Let $\cL$ be a coherent sheaf on $X_0$. We will construct an extension $0\to i_*\cL\to \cF\xrightarrow{p} i_*\OO\to 0$. Such extensions are classified by $$Hom_{D(\OO_X)}(i_*\OO_{X_0},i_*\cL[1])=Hom_{D(\OO_{X_0})}(Li^*i_*\OO_{X_0},\cL[1])=\\ Hom_{D(\OO_{X_0})}(Li^*(cone(\OO_{X}\xrightarrow{t}\OO_{X})),\cL[1])=Hom_{D(\OO_{X_0})}(\OO_{X_0}[1]\oplus \OO_{X_0},\cL[1])$$ Given such extension, there is a long exact sequence $$0\to H^0(X_0,\cL)\to H^0(X,\cF)\to H^0(X_0,\OO_{X_0})\xrightarrow{a} H^1(X_0,\cL)\to H^1(X,\cF)\to H^1(X_0,\OO_{X_0})$$ The map $a$ carries the section $1\in H^0(X_0,\OO_{X_0})$ to the class in $H^1(X_0,\cL)=Hom_{D(X_0)}(\OO_{X_0},\cL[1])$ which is the projection of the class in $Hom_{D(\OO_{X_0})}(\OO_{X_0}[1]\oplus \OO_{X_0},\cL[1])$ corresponding to our extension.

Let's now analyze $\cF$ itself.
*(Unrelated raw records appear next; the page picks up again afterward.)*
//! OAuth2 authorization-code flow and YouTube API client.
//!
//! Covers the connector surface: authorization URL, code exchange,
//! token refresh, revocation, and the resumable video upload. Token
//! payloads are stored as received; encryption at rest is out of scope.

use reqwest::header::{CONTENT_TYPE, LOCATION};
use reqwest::Client;
use serde::Deserialize;
use tracing::info;
use url::Url;

use reel_models::YouTubeConnection;

use crate::error::{YouTubeError, YouTubeResult};

/// Scopes requested for upload access.
const SCOPES: &str =
    "https://www.googleapis.com/auth/youtube.upload https://www.googleapis.com/auth/youtube.readonly";

/// OAuth and API endpoint configuration.
///
/// The base URLs are overridable so tests can point the client at a mock
/// server.
#[derive(Debug, Clone)]
pub struct OAuthConfig {
    pub client_id: String,
    pub client_secret: String,
    pub redirect_uri: String,
    pub auth_base: String,
    pub token_base: String,
    pub api_base: String,
    pub upload_base: String,
}

impl OAuthConfig {
    /// Create config from environment variables.
    pub fn from_env() -> Self {
        Self {
            client_id: std::env::var("YOUTUBE_CLIENT_ID").unwrap_or_default(),
            client_secret: std::env::var("YOUTUBE_CLIENT_SECRET").unwrap_or_default(),
            redirect_uri: std::env::var("YOUTUBE_REDIRECT_URI")
                .unwrap_or_else(|_| "http://localhost:8000/api/youtube/callback".to_string()),
            auth_base: std::env::var("YOUTUBE_AUTH_BASE")
                .unwrap_or_else(|_| "https://accounts.google.com".to_string()),
            token_base: std::env::var("YOUTUBE_TOKEN_BASE")
                .unwrap_or_else(|_| "https://oauth2.googleapis.com".to_string()),
            api_base: std::env::var("YOUTUBE_API_BASE")
                .unwrap_or_else(|_| "https://www.googleapis.com".to_string()),
            upload_base: std::env::var("YOUTUBE_UPLOAD_BASE")
                .unwrap_or_else(|_| "https://www.googleapis.com".to_string()),
        }
    }

    /// Check that the credentials needed for the flow are present.
    pub fn is_configured(&self) -> bool {
        !self.client_id.is_empty() && !self.client_secret.is_empty()
    }
}

#[derive(Debug, Deserialize)]
struct TokenResponse {
    access_token: String,
    #[serde(default)]
    refresh_token: Option<String>,
    expires_in: i64,
}

#[derive(Debug, Deserialize)]
struct ChannelListResponse {
    #[serde(default)]
    items: Vec<ChannelItem>,
}

#[derive(Debug, Deserialize)]
struct ChannelItem {
    id: String,
    snippet: ChannelSnippet,
}

#[derive(Debug, Deserialize)]
struct ChannelSnippet {
    title: String,
}

#[derive(Debug, Deserialize)]
struct UploadResponse {
    id: String,
}

/// YouTube OAuth and upload client.
#[derive(Clone)]
pub struct YouTubeClient {
    config: OAuthConfig,
    http: Client,
}

impl YouTubeClient {
    /// Create a client with the given configuration.
    pub fn new(config: OAuthConfig) -> Self {
        Self {
            config,
            http: Client::new(),
        }
    }

    /// Build the redirect URL that starts the authorization-code flow.
    pub fn authorize_url(&self) -> YouTubeResult<String> {
        if !self.config.is_configured() {
            return Err(YouTubeError::config("YouTube OAuth credentials not set"));
        }

        let mut url = Url::parse(&format!("{}/o/oauth2/v2/auth", self.config.auth_base))
            .map_err(|e| YouTubeError::config(format!("Invalid auth base URL: {e}")))?;
        url.query_pairs_mut()
            .append_pair("client_id", &self.config.client_id)
            .append_pair("redirect_uri", &self.config.redirect_uri)
            .append_pair("response_type", "code")
            .append_pair("scope", SCOPES)
            .append_pair("access_type", "offline")
            .append_pair("prompt", "consent");
        Ok(url.into())
    }

    /// Exchange an authorization code for tokens and resolve the bound
    /// channel. The returned connection is ready to persist.
    pub async fn exchange_code(&self, code: &str) -> YouTubeResult<YouTubeConnection> {
        let response = self
            .http
            .post(format!("{}/token", self.config.token_base))
            .form(&[
                ("code", code),
                ("client_id", self.config.client_id.as_str()),
                ("client_secret", self.config.client_secret.as_str()),
                ("redirect_uri", self.config.redirect_uri.as_str()),
                ("grant_type", "authorization_code"),
            ])
            .send()
            .await?;

        if !response.status().is_success() {
            let body = response.text().await.unwrap_or_default();
            return Err(YouTubeError::token_exchange(body));
        }

        let token: TokenResponse = response.json().await?;
        let refresh_token = token.refresh_token.ok_or_else(|| {
            YouTubeError::token_exchange("No refresh token granted; re-consent is required")
        })?;

        let (channel_id, channel_title) = self.fetch_channel(&token.access_token).await?;

        info!(channel_id = %channel_id, "YouTube account connected");
        Ok(
            YouTubeConnection::new(channel_id, token.access_token, refresh_token, token.expires_in)
                .with_channel_title(channel_title),
        )
    }

    /// Refresh an expired access token, returning the updated connection.
    pub async fn refresh(&self, connection: YouTubeConnection) -> YouTubeResult<YouTubeConnection> {
        let response = self
            .http
            .post(format!("{}/token", self.config.token_base))
            .form(&[
                ("refresh_token", connection.refresh_token.as_str()),
                ("client_id", self.config.client_id.as_str()),
                ("client_secret", self.config.client_secret.as_str()),
                ("grant_type", "refresh_token"),
            ])
            .send()
            .await?;

        if !response.status().is_success() {
            let body = response.text().await.unwrap_or_default();
            return Err(YouTubeError::token_exchange(body));
        }

        let token: TokenResponse = response.json().await?;
        Ok(connection.with_refreshed_token(token.access_token, token.expires_in))
    }

    /// Revoke the refresh credential. A revocation the provider has
    /// already forgotten about is treated as success.
    pub async fn revoke(&self, connection: &YouTubeConnection) -> YouTubeResult<()> {
        let response = self
            .http
            .post(format!("{}/revoke", self.config.token_base))
            .form(&[("token", connection.refresh_token.as_str())])
            .send()
            .await?;

        if response.status().is_success() || response.status() == 400 {
            Ok(())
        } else {
            Err(YouTubeError::api(format!(
                "Revocation failed with {}",
                response.status()
            )))
        }
    }

    /// Upload a video through the resumable protocol and return its ID.
    pub async fn upload_video(
        &self,
        access_token: &str,
        metadata_body: &serde_json::Value,
        media: Vec<u8>,
    ) -> YouTubeResult<String> {
        let init = self
            .http
            .post(format!(
                "{}/upload/youtube/v3/videos?uploadType=resumable&part=snippet,status",
                self.config.upload_base
            ))
            .bearer_auth(access_token)
            .json(metadata_body)
            .send()
            .await?;

        if !init.status().is_success() {
            let status = init.status();
            let body = init.text().await.unwrap_or_default();
            return Err(YouTubeError::api(format!(
                "Upload session rejected with {status}: {body}"
            )));
        }

        let session_url = init
            .headers()
            .get(LOCATION)
            .and_then(|v| v.to_str().ok())
            .map(str::to_string)
            .ok_or_else(|| YouTubeError::api("Upload session missing Location header"))?;

        let response = self
            .http
            .put(&session_url)
            .bearer_auth(access_token)
            .header(CONTENT_TYPE, "video/mp4")
            .body(media)
            .send()
            .await?;

        if !response.status().is_success() {
            let status = response.status();
            let body = response.text().await.unwrap_or_default();
            return Err(YouTubeError::api(format!(
                "Upload failed with {status}: {body}"
            )));
        }

        let uploaded: UploadResponse = response.json().await?;
        info!(video_id = %uploaded.id, "Video uploaded to YouTube");
        Ok(uploaded.id)
    }

    /// Fetch the bytes of a composed video asset.
    pub async fn fetch_media(&self, url: &str) -> YouTubeResult<Vec<u8>> {
        let response = self.http.get(url).send().await?;
        if !response.status().is_success() {
            return Err(YouTubeError::api(format!(
                "Fetching media from {url} failed with {}",
                response.status()
            )));
        }
        Ok(response.bytes().await?.to_vec())
    }

    async fn fetch_channel(&self, access_token: &str) -> YouTubeResult<(String, String)> {
        let response = self
            .http
            .get(format!(
                "{}/youtube/v3/channels?part=snippet&mine=true",
                self.config.api_base
            ))
            .bearer_auth(access_token)
            .send()
            .await?;

        if !response.status().is_success() {
            return Err(YouTubeError::api(format!(
                "Channel lookup failed with {}",
                response.status()
            )));
        }

        let channels: ChannelListResponse = response.json().await?;
        let channel = channels
            .items
            .into_iter()
            .next()
            .ok_or_else(|| YouTubeError::api("Account has no YouTube channel"))?;
        Ok((channel.id, channel.snippet.title))
    }
}

#[cfg(test)]
mod tests {
    use super::*;
    use wiremock::matchers::{body_string_contains, header, method, path};
    use wiremock::{Mock, MockServer, ResponseTemplate};

    fn test_config(server: &MockServer) -> OAuthConfig {
        OAuthConfig {
            client_id: "client".into(),
            client_secret: "secret".into(),
            redirect_uri: "http://localhost:8000/api/youtube/callback".into(),
            auth_base: server.uri(),
            token_base: server.uri(),
            api_base: server.uri(),
            upload_base: server.uri(),
        }
    }

    #[tokio::test]
    async fn test_authorize_url_contains_flow_parameters() {
        let server = MockServer::start().await;
        let client = YouTubeClient::new(test_config(&server));

        let url = client.authorize_url().unwrap();
        assert!(url.contains("response_type=code"));
        assert!(url.contains("client_id=client"));
        assert!(url.contains("access_type=offline"));
    }

    #[tokio::test]
    async fn test_authorize_url_requires_credentials() {
        let server = MockServer::start().await;
        let mut config = test_config(&server);
        config.client_id.clear();
        let client = YouTubeClient::new(config);
        assert!(matches!(
            client.authorize_url(),
            Err(YouTubeError::Config(_))
        ));
    }

    #[tokio::test]
    async fn test_exchange_code_builds_connection() {
        let server = MockServer::start().await;
        Mock::given(method("POST"))
            .and(path("/token"))
            .and(body_string_contains("grant_type=authorization_code"))
            .respond_with(ResponseTemplate::new(200).set_body_json(serde_json::json!({
                "access_token": "at-1",
                "refresh_token": "rt-1",
                "expires_in": 3600
            })))
            .mount(&server)
            .await;
        Mock::given(method("GET"))
            .and(path("/youtube/v3/channels"))
            .and(header("authorization", "Bearer at-1"))
            .respond_with(ResponseTemplate::new(200).set_body_json(serde_json::json!({
                "items": [{"id": "UC123", "snippet": {"title": "My Channel"}}]
            })))
            .mount(&server)
            .await;

        let client = YouTubeClient::new(test_config(&server));
        let connection = client.exchange_code("auth-code").await.unwrap();
        assert_eq!(connection.channel_id, "UC123");
        assert_eq!(connection.channel_title.as_deref(), Some("My Channel"));
        assert_eq!(connection.refresh_token, "rt-1");
        assert!(!connection.is_token_expired());
    }

    #[tokio::test]
    async fn test_exchange_without_refresh_token_fails() {
        let server = MockServer::start().await;
        Mock::given(method("POST"))
            .and(path("/token"))
            .respond_with(ResponseTemplate::new(200).set_body_json(serde_json::json!({
                "access_token": "at-1",
                "expires_in": 3600
            })))
            .mount(&server)
            .await;

        let client = YouTubeClient::new(test_config(&server));
        let err = client.exchange_code("auth-code").await.unwrap_err();
        assert!(matches!(err, YouTubeError::TokenExchange(_)));
    }

    #[tokio::test]
    async fn test_refresh_updates_access_token() {
        let server = MockServer::start().await;
        Mock::given(method("POST"))
            .and(path("/token"))
            .and(body_string_contains("grant_type=refresh_token"))
            .respond_with(ResponseTemplate::new(200).set_body_json(serde_json::json!({
                "access_token": "at-2",
                "expires_in": 3600
            })))
            .mount(&server)
            .await;

        let client = YouTubeClient::new(test_config(&server));
        let stale = YouTubeConnection::new("UC123", "at-1", "rt-1", -10);
        let refreshed = client.refresh(stale).await.unwrap();
        assert_eq!(refreshed.access_token, "at-2");
        assert_eq!(refreshed.refresh_token, "rt-1");
        assert!(!refreshed.is_token_expired());
    }

    #[tokio::test]
    async fn test_upload_video_resumable_flow() {
        let server = MockServer::start().await;
        let session_path = "/upload-session/abc";
        Mock::given(method("POST"))
            .and(path("/upload/youtube/v3/videos"))
            .respond_with(
                ResponseTemplate::new(200)
                    .insert_header("location", format!("{}{}", server.uri(), session_path)),
            )
            .mount(&server)
            .await;
        Mock::given(method("PUT"))
            .and(path(session_path))
            .respond_with(
                ResponseTemplate::new(200)
                    .set_body_json(serde_json::json!({"id": "vid-42"})),
            )
            .mount(&server)
            .await;

        let client = YouTubeClient::new(test_config(&server));
        let body = serde_json::json!({"snippet": {"title": "t"}});
        let id = client
            .upload_video("at-1", &body, vec![0u8; 16])
            .await
            .unwrap();
        assert_eq!(id, "vid-42");
    }

    #[tokio::test]
    async fn test_revoke_tolerates_already_revoked() {
        let server = MockServer::start().await;
        Mock::given(method("POST"))
            .and(path("/revoke"))
            .respond_with(ResponseTemplate::new(400))
            .mount(&server)
            .await;

        let client = YouTubeClient::new(test_config(&server));
        let connection = YouTubeConnection::new("UC123", "at", "rt", 3600);
        client.revoke(&connection).await.unwrap();
    }
}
Since it is an extension of sheaves killed by $t$, it is killed by $t^2$. Multiplication by $t$ on $\cF$ kills $i_*\cL$ and defines a map of sheaves $f:i_*\OO_{X_0}\to i_*\cL$ which is, when considered as an element of $Hom_{D(\OO_{X_0})}(\OO_{X_0}[1],\cL[1])$ is again another projection of the class corresponding to the exntension. Thus, $\ker(\cF\xrightarrow{t}\cF)=i_*\cL+p^{-1}(\ker(\OO_{X_0}\to \cL))$. Note that $\cF$ is usually not going to be flat over $\C[t]/t^2$ since $\mathrm{im}(\cF\xrightarrow{t}\cF)=\mathrm{im}(i_*\OO_{X_0}\to i_*\cL)$ and for a flat sheaf $\ker t$ and $\mathrm{im}\, t $ should be equal(they are going to be equall iff $f$ is an isomorphism).

So, let's pick an irreducible $X_0$ and $\cL$ such that $H^0(X_0,\cL)\neq 0, H^1(X_0,\cL)=\C, H^1(X_0,\OO_{X_0})=0$, e.g. $X_0=\mathbb{P}^1,\cL=\OO\oplus\OO(-2)$(probably, one can also find such situattion on a variety with trivial dualizing sheaf, say, on a K3 surface). Using a non-zero section $\OO_{X_0}\to \cL$ and a non-zero cohomology class $\OO_{X_0}\to \cL[1]$, construct a class in $Hom_{D(\OO_{X_0})}(\OO_{X_0}[1]\oplus \OO_{X_0},\cL[1])$ and take the corresponding extension $\cF$. Since the map $f:i_{*}\OO_{X_0}\to i_*\cL$ is injective(it corresponds to a non-zero section), $\mathcal{G}=i_*\cL$. Since we took a non-zero cohomology class, which, moreover, generates $H^1(X_0,\cL)$, the connecting homomorphism $a$ is surjective so $H^1(X,\cF)=0$, but $H^1(X,\mathcal{G})=H^1(X_0,i_*\cL)\neq 0$.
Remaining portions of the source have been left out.